- _REQUIRED ACTION_
If a line in the material below has the string "ceiling", copy it out.

=== DATA ===

//! Fixtures shared by the unit tests.

use crate::color::Color;
use crate::geometry::{AltitudeProperty, GeometryKind, PaintGeometry, PaintParam, PaintParams};
use crate::render::{LinePaint, MarkerPaint, PolygonPaint, Surface, TextPaint};
use crate::symbol::{Placement, Shadow, SymbolSet};
use crate::view::MapView;
use geopaint_types::cartesian::{Point2d, Rect, Size};
use geopaint_types::Path;
use std::cell::{Cell, RefCell};
use std::rc::Rc;

/// Routes `log` output of the code under test to the test harness.
pub fn init_logger() {
    let _ = env_logger::builder().is_test(true).try_init();
}

/// Unpitched square view centered at the origin.
pub fn camera(size: f64, resolution: f64) -> MapView {
    MapView::new(Point2d::new(0.0, 0.0), resolution).with_size(Size::new(size, size))
}

/// Geometry with configurable data. Coordinates are used both as projected coordinates and model points, so
/// cameras in tests must use the default gl resolution of `1`.
pub struct TestGeometry {
    kind: GeometryKind,
    path: Path<Point2d>,
    extras: Vec<PaintParam>,
    simplification: Option<(f64, Path<Point2d>)>,
    altitude: Option<AltitudeProperty>,
    symbols: SymbolSet,
    revision: u64,
    symbol_revision: u64,
    smoothness: Option<f64>,
    redraw_when_pitch: bool,
    redraw_when_rotate: bool,
    paint_params_calls: Cell<usize>,
    render_points_calls: Cell<usize>,
}

impl TestGeometry {
    pub fn new(kind: GeometryKind, path: Path<Point2d>) -> Self {
        Self {
            kind,
            path,
            extras: vec![],
            simplification: None,
            altitude: None,
            symbols: SymbolSet::default(),
            revision: 0,
            symbol_revision: 0,
            smoothness: None,
            redraw_when_pitch: false,
            redraw_when_rotate: false,
            paint_params_calls: Cell::new(0),
            render_points_calls: Cell::new(0),
        }
    }

    pub fn point(point: Point2d) -> Self {
        Self::new(GeometryKind::Point, Path::Point(point))
    }

    pub fn line(points: Vec<Point2d>) -> Self {
        Self::new(GeometryKind::LineString, Path::Leaf(points))
    }

    pub fn polygon(rings: Vec<Vec<Point2d>>) -> Self {
        Self::new(GeometryKind::Polygon, Path::from_parts(rings))
    }

    pub fn with_symbols(mut self, json: &str) -> Self {
        self.symbols = SymbolSet::from_json(json).expect("valid symbol json");
        self
    }

    pub fn with_extras(mut self, extras: Vec<PaintParam>) -> Self {
        self.extras = extras;
        self
    }

    /// Returns `simplified` as the path for resolutions coarser than `threshold`.
    pub fn with_simplification(mut self, threshold: f64, simplified: Path<Point2d>) -> Self {
        self.simplification = Some((threshold, simplified));
        self
    }

    pub fn with_altitude(mut self, altitude: AltitudeProperty) -> Self {
        self.altitude = Some(altitude);
        self
    }

    pub fn with_smoothness(mut self, smoothness: f64) -> Self {
        self.smoothness = Some(smoothness);
        self
    }

    pub fn with_redraw_when_pitch(mut self) -> Self {
        self.redraw_when_pitch = true;
        self
    }

    pub fn with_redraw_when_rotate(mut self) -> Self {
        self.redraw_when_rotate = true;
        self
    }

    pub fn set_path(&mut self, path: Path<Point2d>) {
        self.path = path;
        self.revision += 1;
    }

    pub fn set_symbols(&mut self, json: &str) {
        self.symbols = SymbolSet::from_json(json).expect("valid symbol json");
        self.symbol_revision += 1;
    }

    pub fn paint_params_calls(&self) -> usize {
        self.paint_params_calls.get()
    }

    pub fn render_points_calls(&self) -> usize {
        self.render_points_calls.get()
    }

    fn vertices(&self) -> Vec<Point2d> {
        self.path.iter().copied().collect()
    }
}

impl PaintGeometry for TestGeometry {
    fn kind(&self) -> GeometryKind {
        self.kind
    }

    fn paint_params(&self, resolution: f64) -> Option<PaintParams> {
        self.paint_params_calls.set(self.paint_params_calls.get() + 1);
        if self.path.is_empty() {
            return None;
        }

        let params = match &self.simplification {
            Some((threshold, simplified)) if resolution > *threshold => {
                PaintParams::new(simplified.clone()).with_simplified(true)
            }
            _ => PaintParams::new(self.path.clone()),
        };
        Some(params.with_extras(self.extras.clone()))
    }

    fn extent(&self) -> Option<Rect> {
        self.path.bounding_rect()
    }

    fn center(&self) -> Point2d {
        self.extent()
            .map(|extent| extent.center())
            .unwrap_or_else(Point2d::origin)
    }

    fn altitude(&self) -> Option<&AltitudeProperty> {
        self.altitude.as_ref()
    }

    fn symbols(&self) -> &SymbolSet {
        &self.symbols
    }

    fn revision(&self) -> u64 {
        self.revision
    }

    fn symbol_revision(&self) -> u64 {
        self.symbol_revision
    }

    fn render_points(&self, placement: Placement) -> Vec<Point2d> {
        self.render_points_calls
            .set(self.render_points_calls.get() + 1);
        let vertices = self.vertices();
        match placement {
            Placement::Point | Placement::Vertex => vertices,
            Placement::Center => vec![self.center()],
            Placement::VertexFirst => vertices.first().copied().into_iter().collect(),
            Placement::VertexLast => vertices.last().copied().into_iter().collect(),
            Placement::Line => self
                .path
                .leaves()
                .iter()
                .flat_map(|part| {
                    part.windows(2)
                        .map(|w| Point2d::new((w[0].x + w[1].x) / 2.0, (w[0].y + w[1].y) / 2.0))
                })
                .collect(),
        }
    }

    fn smoothness(&self) -> Option<f64> {
        self.smoothness
    }

    fn redraw_when_pitch(&self) -> bool {
        self.redraw_when_pitch
    }

    fn redraw_when_rotate(&self) -> bool {
        self.redraw_when_rotate
    }
}

/// A call made to a [`RecordingSurface`].
#[derive(Debug, Clone, PartialEq)]
pub enum DrawCall {
    Shadow(Option<Shadow>),
    Stroke(Path<Point2d>, LinePaint),
    Fill(Path<Point2d>, PolygonPaint),
    Marker(Point2d, MarkerPaint),
    Text(Point2d, String, TextPaint),
    Rect(Rect, Color),
}

/// Surface that records the calls made to it. Clones share the record.
#[derive(Debug, Clone, Default)]
pub struct RecordingSurface {
    calls: Rc<RefCell<Vec<DrawCall>>>,
    size: Option<Size>,
}

impl RecordingSurface {
    pub fn with_size(size: Size) -> Self {
        Self {
            size: Some(size),
            ..Default::default()
        }
    }

    pub fn size(&self) -> Option<Size> {
        self.size
    }

    pub fn calls(&self) -> Vec<DrawCall> {
        self.calls.borrow().clone()
    }

    /// Recorded calls without the shadow changes.
    pub fn draws(&self) -> Vec<DrawCall> {
        self.calls()
            .into_iter()
            .filter(|call| !matches!(call, DrawCall::Shadow(_)))
            .collect()
    }

    fn record(&mut self, call: DrawCall) {
        self.calls.borrow_mut().push(call);
    }
}

impl Surface for RecordingSurface {
    fn set_shadow(&mut self, shadow: Option<&Shadow>) {
        self.record(DrawCall::Shadow(shadow.copied()));
    }

    fn stroke(&mut self, path: &Path<Point2d>, paint: &LinePaint) {
        self.record(DrawCall::Stroke(path.clone(), *paint));
    }

    fn fill(&mut self, path: &Path<Point2d>, paint: &PolygonPaint) {
        self.record(DrawCall::Fill(path.clone(), *paint));
    }

    fn draw_marker(&mut self, anchor: Point2d, paint: &MarkerPaint) {
        self.record(DrawCall::Marker(anchor, paint.clone()));
    }

    fn draw_text(&mut self, anchor: Point2d, text: &str, paint: &TextPaint) {
        self.record(DrawCall::Text(anchor, text.to_string(), paint.clone()));
    }

    fn stroke_rect(&mut self, rect: &Rect, color: Color) {
        self.record(DrawCall::Rect(*rect, color));
    }
}
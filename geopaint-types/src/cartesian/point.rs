use nalgebra::{Point2, Scalar};
use num_traits::{Bounded, FromPrimitive, Num};

/// 2d point with double precision coordinates.
pub type Point2d = Point2<f64>;

/// Point in a 2d cartesian coordinate system.
pub trait CartesianPoint2d {
    /// Numeric type of the coordinates.
    type Num: Num + Copy + PartialOrd + Bounded + Scalar + FromPrimitive;

    /// X coordinate.
    fn x(&self) -> Self::Num;
    /// Y coordinate.
    fn y(&self) -> Self::Num;
}

impl<N: Num + Copy + PartialOrd + Bounded + Scalar + FromPrimitive> CartesianPoint2d for Point2<N> {
    type Num = N;

    fn x(&self) -> N {
        self.x
    }

    fn y(&self) -> N {
        self.y
    }
}
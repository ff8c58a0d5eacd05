use num_traits::FromPrimitive;
use serde::{Deserialize, Serialize};

/// Width and height of a rectangular area.
#[derive(Debug, Clone, Copy, Default, PartialEq, Serialize, Deserialize)]
pub struct Size<Num: num_traits::Num + PartialOrd + Copy + PartialEq = f64> {
    width: Num,
    height: Num,
}

impl<Num: num_traits::Num + FromPrimitive + PartialOrd + Copy> Size<Num> {
    /// Creates a new size.
    pub fn new(width: Num, height: Num) -> Self {
        Self { width, height }
    }

    /// Width.
    pub fn width(&self) -> Num {
        self.width
    }

    /// Half of the width.
    pub fn half_width(&self) -> Num {
        self.width / (Num::one() + Num::one())
    }

    /// Height.
    pub fn height(&self) -> Num {
        self.height
    }

    /// Half of the height.
    pub fn half_height(&self) -> Num {
        self.height / (Num::one() + Num::one())
    }

    /// Returns true if either of the dimensions is zero.
    pub fn is_zero(&self) -> bool {
        self.width.is_zero() || self.height.is_zero()
    }

    /// Size with both dimensions multiplied by `k`.
    pub fn scale(&self, k: Num) -> Self {
        Self {
            width: self.width * k,
            height: self.height * k,
        }
    }
}

//! Clipping of geometry paths by the visible part of the map.

use crate::camera::Camera;
use crate::geometry::GeometryKind;
use crate::painter::altitude::{Altitude, ElevatedPoint};
use crate::painter::altitude_clip::clip_by_altitude;
use geopaint_types::cartesian::{Point2d, Rect};
use geopaint_types::clip::{clip_line, clip_ring};
use geopaint_types::Path;

/// Clipped path with its altitude.
#[derive(Debug, Clone, PartialEq)]
pub struct ClipResult {
    /// Clipped path in model points.
    pub points: Path<Point2d>,
    /// Altitude of the clipped path. Per-vertex altitude mirrors `points`.
    pub altitude: Altitude,
}

/// Clips paths by the container extent of the map.
pub struct ViewportClipper<'a> {
    camera: &'a dyn Camera,
    line_margin: f64,
}

impl<'a> ViewportClipper<'a> {
    /// Creates a clipper. The container extent is expanded by `line_margin` pixels, so thick strokes at the edge
    /// are not cut.
    pub fn new(camera: &'a dyn Camera, line_margin: f64) -> Self {
        Self {
            camera,
            line_margin,
        }
    }

    /// Model space area of the container extent that paths are clipped by.
    ///
    /// With a pitched view, raised geometries can be visible when their ground footprint is not, so the area is
    /// extended to the ground position of the camera.
    pub fn expanded_extent(&self, container_extent: &Rect, altitude: &Altitude) -> Option<Rect> {
        let pixel_extent = container_extent.expand(self.line_margin);
        let mut extent = self.camera.container_extent_to_model(&pixel_extent)?;

        if self.camera.pitch() > 0.0 && !altitude.is_zero() {
            let position = self.camera.camera_ground_position();
            let look_at = self.camera.camera_look_at();
            let nudged = Point2d::new(
                position.x + sign(look_at.x - position.x),
                position.y + sign(look_at.y - position.y),
            );
            extent = extent.merge(Rect::from_point(&nudged));
        }

        Some(extent)
    }

    /// Clips the path of a geometry by `view_extent`.
    ///
    /// Polygon rings lose the parts outside the extent, rings left without vertices are dropped. Lines are split
    /// into the parts inside the extent, the result is always a group of parts. Other geometries are returned
    /// unchanged.
    ///
    /// If the whole `geometry_extent` is inside the view, the path is not clipped. Lines with per-vertex altitude
    /// are then limited by the `ceiling` altitude.
    pub fn clip(
        &self,
        kind: GeometryKind,
        geometry_extent: Option<&Rect>,
        path: &Path<Point2d>,
        altitude: &Altitude,
        view_extent: &Rect,
        ceiling: Option<f64>,
    ) -> ClipResult {
        let (elevated, altitude) = match altitude.elevate(path) {
            Ok(elevated) => (elevated, altitude.clone()),
            Err(err) => {
                log::warn!("Altitude of the geometry is ignored: {err}");
                (path.map(|p| (*p, 0.0)), Altitude::default())
            }
        };

        let inside = geometry_extent.is_some_and(|extent| view_extent.contains_rect(extent));
        let clipped = if inside {
            elevated
        } else if kind.is_polygon() {
            clip_polygon(&elevated, view_extent)
        } else if kind.is_line() {
            clip_lines(&elevated, view_extent)
        } else {
            elevated
        };

        let clipped = match ceiling {
            Some(ceiling) if kind.is_line() && altitude.is_per_vertex() => {
                clip_by_altitude(&clipped, ceiling)
            }
            _ => clipped,
        };

        let points = clipped.map(|(p, _)| *p);
        let altitude = match altitude {
            Altitude::Scalar(v) => Altitude::Scalar(v),
            Altitude::PerVertex(_) => Altitude::PerVertex(clipped.map(|(_, a)| *a)),
        };

        ClipResult { points, altitude }
    }
}

fn sign(v: f64) -> f64 {
    if v > 0.0 {
        1.0
    } else if v < 0.0 {
        -1.0
    } else {
        0.0
    }
}

fn clip_polygon(path: &Path<ElevatedPoint>, bounds: &Rect) -> Path<ElevatedPoint> {
    match path {
        Path::Point(_) => path.clone(),
        Path::Leaf(ring) => Path::Leaf(clip_ring(ring, bounds)),
        Path::Group(parts) => Path::Group(
            parts
                .iter()
                .map(|part| clip_polygon(part, bounds))
                .filter(|part| !part.is_empty())
                .collect(),
        ),
    }
}

fn clip_lines(path: &Path<ElevatedPoint>, bounds: &Rect) -> Path<ElevatedPoint> {
    let mut parts = vec![];
    collect_line_parts(path, bounds, &mut parts);
    Path::from_parts(parts)
}

fn collect_line_parts(
    path: &Path<ElevatedPoint>,
    bounds: &Rect,
    parts: &mut Vec<Vec<ElevatedPoint>>,
) {
    match path {
        Path::Point(vertex) => {
            if bounds.contains(&vertex.0) {
                parts.push(vec![*vertex]);
            }
        }
        Path::Leaf(vertices) => {
            let points: Vec<Point2d> = vertices.iter().map(|v| v.0).collect();
            let altitudes: Vec<f64> = vertices.iter().map(|v| v.1).collect();
            for part in clip_line(&points, bounds) {
                parts.push(
                    part.into_iter()
                        .map(|v| {
                            let altitude = v.source.interpolate(&altitudes).unwrap_or_default();
                            (v.point, altitude)
                        })
                        .collect(),
                );
            }
        }
        Path::Group(lines) => {
            for line in lines {
                collect_line_parts(line, bounds, parts);
            }
        }
    }
}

===

- _EXPECTED ANSWER_
    /// are then limited by the `ceiling` altitude.
        ceiling: Option<f64>,
        let clipped = match ceiling {
            Some(ceiling) if kind.is_line() && altitude.is_per_vertex() => {
                clip_by_altitude(&clipped, ceiling)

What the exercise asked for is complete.